Euan Lloyd also recalled the movies and Budd’s involvement on them. “Both of these pictures called for scores that would drive them relentlessly on towards their targets. Roy once again assembled his favourite session men under the combined flag of the National Philharmonic. I think Roy loved conducting as much as he did actually writing the music; his energy was limitless. For THE SEA WOLVES Roy wove the WARSAW CONCERTO theme into the fabric of his soundtrack. There was also a song sung by Matt Monroe. The music was the Warsaw concerto and lyrics were added to it by Leslie Bricusse; it was entitled THE PRECIOUS MOMENTS. WHO DARES WINS contained a highly volatile and dramatic soundtrack which was just right for the film. This was much darker than Roy’s other works. Our last movie together was WILD GEESE II. This took us to Berlin for an attempted rescue of Rudolf Hess. The Berlin sound cried out for use (just as Carol Reed’s THE THIRD MAN brought fame to the Zither and Anton Karas). Roy broke with tradition on this score and used the London Symphony Orchestra”.
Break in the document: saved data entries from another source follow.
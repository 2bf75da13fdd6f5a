use crate::traits::FloatScalar;

use super::Complex;

/// Beyond this imaginary (for `tan`) or real (for `tanh`) magnitude the
/// hyperbolic terms overflow while the result has already converged to ±1.
const SATURATION: f64 = 20.0;

// ── Roots, powers, exponentials ──────────────────────────────────────

impl<T: FloatScalar> Complex<T> {
    /// Principal square root (non-negative real part).
    ///
    /// The branch is chosen on the sign of the real part so that the
    /// cancellation-prone term is never formed.
    ///
    /// ```
    /// use numkit::Complex;
    /// let z = Complex::new(-4.0, 0.0).sqrt();
    /// assert_eq!(z, Complex::new(0.0, 2.0));
    /// ```
    pub fn sqrt(&self) -> Self {
        if self.re == T::zero() && self.im == T::zero() {
            return Self::zero();
        }
        let two = T::lit(2.0);
        let t = (T::lit(0.5) * (self.re.abs() + self.abs())).sqrt();
        if self.re >= T::zero() {
            Self::new(t, self.im / (two * t))
        } else {
            Self::new(self.im.abs() / (two * t), t.copysign(self.im))
        }
    }

    /// `sqrt(1 - z²)`, the building block of the inverse trig functions.
    #[inline]
    pub fn sqrt1z(&self) -> Self {
        (Self::one() - *self * *self).sqrt()
    }

    /// Principal natural logarithm `ln|z| + i·arg(z)`.
    ///
    /// `log(0)` is `-∞ + 0i`.
    #[inline]
    pub fn log(&self) -> Self {
        Self::new(self.abs().ln(), self.arg())
    }

    /// Alias for [`log`](Complex::log).
    #[inline]
    pub fn ln(&self) -> Self {
        self.log()
    }

    /// Base-10 logarithm.
    #[inline]
    pub fn log10(&self) -> Self {
        self.log() / T::lit(core::f64::consts::LN_10)
    }

    /// `e^z = e^re·(cos im + i sin im)`.
    #[inline]
    pub fn exp(&self) -> Self {
        let r = self.re.exp();
        let (s, c) = self.im.sin_cos();
        Self::new(r * c, r * s)
    }

    /// Principal power `exp(w · log(z))`.
    ///
    /// ```
    /// use numkit::Complex;
    /// let i = Complex::<f64>::i();
    /// // i^i = e^(-π/2)
    /// let r = i.pow(&i);
    /// assert!((r.re - (-core::f64::consts::FRAC_PI_2).exp()).abs() < 1e-15);
    /// assert!(r.im.abs() < 1e-15);
    /// ```
    #[inline]
    pub fn pow(&self, w: &Self) -> Self {
        (*w * self.log()).exp()
    }

    /// Principal power with a real exponent, `exp(x · log(z))`.
    #[inline]
    pub fn powf(&self, x: T) -> Self {
        (self.log() * x).exp()
    }

    /// Integer power by repeated squaring (exact for small exponents,
    /// no branch cut).
    pub fn powi(&self, n: i32) -> Self {
        let mut base = *self;
        let mut e = n.unsigned_abs();
        let mut acc = Self::one();
        while e > 0 {
            if e & 1 == 1 {
                acc = acc * base;
            }
            base = base * base;
            e >>= 1;
        }
        if n < 0 {
            acc.invert()
        } else {
            acc
        }
    }

    /// Replace the receiver with its principal square root.
    #[inline]
    pub fn sqrt_in_place(&mut self) {
        *self = self.sqrt();
    }

    /// Replace the receiver with `e^z`.
    #[inline]
    pub fn exp_in_place(&mut self) {
        *self = self.exp();
    }

    /// Replace the receiver with its principal logarithm.
    #[inline]
    pub fn log_in_place(&mut self) {
        *self = self.log();
    }

    /// Replace the receiver with `z^w`.
    #[inline]
    pub fn pow_in_place(&mut self, w: &Self) {
        *self = self.pow(w);
    }
}

// ── Trigonometric and hyperbolic ─────────────────────────────────────

impl<T: FloatScalar> Complex<T> {
    /// `sin(re)cosh(im) + i cos(re)sinh(im)`.
    #[inline]
    pub fn sin(&self) -> Self {
        let (s, c) = self.re.sin_cos();
        Self::new(s * self.im.cosh(), c * self.im.sinh())
    }

    /// `cos(re)cosh(im) - i sin(re)sinh(im)`.
    #[inline]
    pub fn cos(&self) -> Self {
        let (s, c) = self.re.sin_cos();
        Self::new(c * self.im.cosh(), -(s * self.im.sinh()))
    }

    /// `(sin 2re + i sinh 2im) / (cos 2re + cosh 2im)`.
    ///
    /// Returns exactly `±i` once `|im| > 20`.
    pub fn tan(&self) -> Self {
        let lim = T::lit(SATURATION);
        if self.im > lim {
            return Self::new(T::zero(), T::one());
        }
        if self.im < -lim {
            return Self::new(T::zero(), -T::one());
        }
        let two = T::lit(2.0);
        let (re2, im2) = (two * self.re, two * self.im);
        let d = re2.cos() + im2.cosh();
        Self::new(re2.sin() / d, im2.sinh() / d)
    }

    /// `sinh(re)cos(im) + i cosh(re)sin(im)`.
    #[inline]
    pub fn sinh(&self) -> Self {
        let (s, c) = self.im.sin_cos();
        Self::new(self.re.sinh() * c, self.re.cosh() * s)
    }

    /// `cosh(re)cos(im) + i sinh(re)sin(im)`.
    #[inline]
    pub fn cosh(&self) -> Self {
        let (s, c) = self.im.sin_cos();
        Self::new(self.re.cosh() * c, self.re.sinh() * s)
    }

    /// `(sinh 2re + i sin 2im) / (cosh 2re + cos 2im)`.
    ///
    /// Returns exactly `±1` once `|re| > 20`.
    pub fn tanh(&self) -> Self {
        let lim = T::lit(SATURATION);
        if self.re > lim {
            return Self::new(T::one(), T::zero());
        }
        if self.re < -lim {
            return Self::new(-T::one(), T::zero());
        }
        let two = T::lit(2.0);
        let (re2, im2) = (two * self.re, two * self.im);
        let d = re2.cosh() + im2.cos();
        Self::new(re2.sinh() / d, im2.sin() / d)
    }

    /// Inverse sine, `-i · log(sqrt(1 - z²) + i·z)`.
    #[inline]
    pub fn asin(&self) -> Self {
        let iz = Self::new(-self.im, self.re);
        (self.sqrt1z() + iz).log().mul_neg_i()
    }

    /// Inverse cosine, `-i · log(z + i·sqrt(1 - z²))`.
    #[inline]
    pub fn acos(&self) -> Self {
        let s = self.sqrt1z();
        let i_s = Self::new(-s.im, s.re);
        (*self + i_s).log().mul_neg_i()
    }

    /// Inverse tangent, `(i/2) · log((i + z) / (i - z))`.
    ///
    /// `atan(±i)` is infinite/NaN.
    #[inline]
    pub fn atan(&self) -> Self {
        let i = Self::i();
        let l = ((i + *self) / (i - *self)).log();
        Self::new(-l.im, l.re) * T::lit(0.5)
    }

    /// Multiply by `-i`: `(re + im·i)(-i) = im - re·i`.
    #[inline]
    fn mul_neg_i(self) -> Self {
        Self::new(self.im, -self.re)
    }
}
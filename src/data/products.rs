use std::fmt;
use std::fmt::Formatter;

use bincode::{Decode, Encode};
use serde::{Deserialize, Serialize};

use crate::data::candidates::{DiJet, DiLepDiJet, DiLepton, Jet, Lepton};

/// All arrays produced for one event, handed to the persistence collaborator.
///
/// Object pools (`leptons`, `sel_jets`, `di_leptons`, `di_jets`,
/// `di_lep_di_jets`) hold the reconstructed records; every other array is an
/// index view into one of those pools. Views keyed by a lepton-quality
/// combination have [`LeptonQuality::COUNT`] outer slots, views keyed by a
/// quality x b-tag working point combination have [`BtagCombination::COUNT`],
/// addressed through the respective `index()` mapping. An empty inner vector
/// means no candidate for that combination, which is a valid result.
///
/// [`LeptonQuality::COUNT`]: crate::data::quality::LeptonQuality
/// [`BtagCombination::COUNT`]: crate::data::quality::BtagCombination
#[derive(Clone, Debug, Default, Serialize, Deserialize, Encode, Decode)]
pub struct EventProducts {
    /// Isolated-lepton pool, electrons first, then muons, in source order.
    pub leptons: Vec<Lepton>,
    /// Per lepton: slot indices of the quality combinations it satisfies.
    pub leptons_id_iso: Vec<Vec<u16>>,
    /// Per lepton: matched online-object index, `None` when unmatched.
    pub hlt_matches: Vec<Option<u16>>,

    /// Lepton-pair pool.
    pub di_leptons: Vec<DiLepton>,
    /// Per pair: slot indices of the quality combinations both legs satisfy.
    pub di_leptons_id_iso: Vec<Vec<u16>>,

    /// Selected-jet pool (kinematic cuts plus global jet-lepton cleaning).
    pub sel_jets: Vec<Jet>,
    /// Per jet: bitmask of jet-identification tiers passed.
    pub sel_jets_sel_id: Vec<u16>,
    /// Pool indices of selected jets passing the medium b-tag working point.
    pub sel_b_jets_m: Vec<u16>,
    /// Per quality: cleaned jets passing the configured jet ID, pool order.
    pub sel_jets_sel_id_dr_cut: Vec<Vec<u16>>,
    /// Per quality x working point: b-tagged cleaned jets, pt descending.
    pub sel_b_jets_dr_cut_wp_pt_ordered: Vec<Vec<u16>>,
    /// Per quality x working point: b-tagged cleaned jets, discriminant
    /// descending.
    pub sel_b_jets_dr_cut_wp_btag_ordered: Vec<Vec<u16>>,

    /// Jet-pair pool.
    pub di_jets: Vec<DiJet>,
    /// Per quality: jet pairs with both legs cleaned under that quality.
    pub di_jets_dr_cut: Vec<Vec<u16>>,
    /// Per quality x working point: best b-jet pair, legs pt-ordered.
    pub di_b_jets_dr_cut_wp_pt_ordered: Vec<Vec<u16>>,
    /// Per quality x working point: best b-jet pair, legs discriminant-ordered.
    pub di_b_jets_dr_cut_wp_btag_ordered: Vec<Vec<u16>>,

    /// Quadruple pool (lepton pair + jet pair).
    pub di_lep_di_jets: Vec<DiLepDiJet>,
    /// Per quality: quadruples whose dilepton satisfies it, jets cleaned
    /// under the pair's governing quality.
    pub di_lep_di_jets_dr_cut: Vec<Vec<u16>>,
    /// Per quality x working point: quadruples with the best b-jet pair,
    /// legs pt-ordered.
    pub di_lep_di_b_jets_dr_cut_wp_pt_ordered: Vec<Vec<u16>>,
    /// Per quality x working point: quadruples with the best b-jet pair,
    /// legs discriminant-ordered.
    pub di_lep_di_b_jets_dr_cut_wp_btag_ordered: Vec<Vec<u16>>,
}

impl fmt::Display for EventProducts {
    fn fmt(&self, f: &mut Formatter<'_>) -> fmt::Result {
        write!(
            f,
            "EventProducts(leptons: {}, diLeptons: {}, selJets: {}, diJets: {}, diLepDiJets: {})",
            self.leptons.len(),
            self.di_leptons.len(),
            self.sel_jets.len(),
            self.di_jets.len(),
            self.di_lep_di_jets.len()
        )
    }
}
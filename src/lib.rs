// data module
pub mod data {
    pub mod kinematics;
    pub mod event;
    pub mod quality;
    pub mod candidates;
    pub mod products;
}

// algorithm module
pub mod algorithm {
    pub mod selection;
    pub mod trigger;
    pub mod combinatorics;
    pub mod reconstruction;
}

// configuration and errors
pub mod config;
pub mod error;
When I arranged to meet Roy for this interview I knew that he had been working on something big but he refused to tell me what it was. It transpired that it was a silent classic which he was scoring. “I have just finished working on the 1920’s silent movie THE PHANTOM OF THE OPERA. It’s been restored to its former glory and looks incredible. I have recorded the score and I am waiting to hear if there will be a compact disc of it released. I have written 82 minutes of music for this assignment and this is more or less continuous. It was a totally different experience for me – I am used to all the explosions and also dialogue on a movie, so when I had none of this to deal with it was a dream. Writing nearly 90 minutes of music was a little daunting, and also tiring, but the film inspired me and I just seemed to be able to get on with it easily. The film and the score will be premiered at the Barbican on September 21st this year (1993) all proceeds from the night will go to the children’s charity U.N.I.C.E.F. I will conduct the score whilst the movie is being screened. Hopefully the film and the music will finish at the same time (laughs). I am very proud of this score John and I am pleased that I have been asked to score another silent movie and I am looking forward to it”.
We all know that Roy Budd was an accomplished film music composer, but he also excelled within the realms of jazz music, and was also well known as a prolific and polished pianist. Euan Lloyd recalled some of this side of Roy’s character. “Roy’s musical ability has been recognised by a wide range of peers – his incredible jazz playing impressed audiences the world over. I count myself as one of the privileged few who managed to hear him play at unexpected sessions. In Paris, London and Hollywood he would play at Shelley Manne’s hotel and also give impromptu performances in New York alongside Woody Allen, who would play clarinet. Music just seemed to pour from Roy’s fingers whenever the chance came along”. I asked Roy if he preferred a particular type of film to work on? “I like something with a good story and some action but I am also partial to a film that has a romantic storyline. So if I get something with action and romance that suits me down to the ground. FLIGHT OF THE DOVES was a charming little movie – I liked working on that. Also KIDNAPPED, now that was a classic; it had everything and some amazing scenery to go with it. One movie I was not that keen on was MAMA DRACULA. The film was a little weak to be honest but I still gave it my best shot”. I think one of Roy’s scores, THE MAGNIFICENT SEVEN DEADLY SINS, was his most entertaining. What did the composer think? “Yes it was a very entertaining movie – well, seven movies in one really, so seven different scores or mini scores; that was interesting to work on”.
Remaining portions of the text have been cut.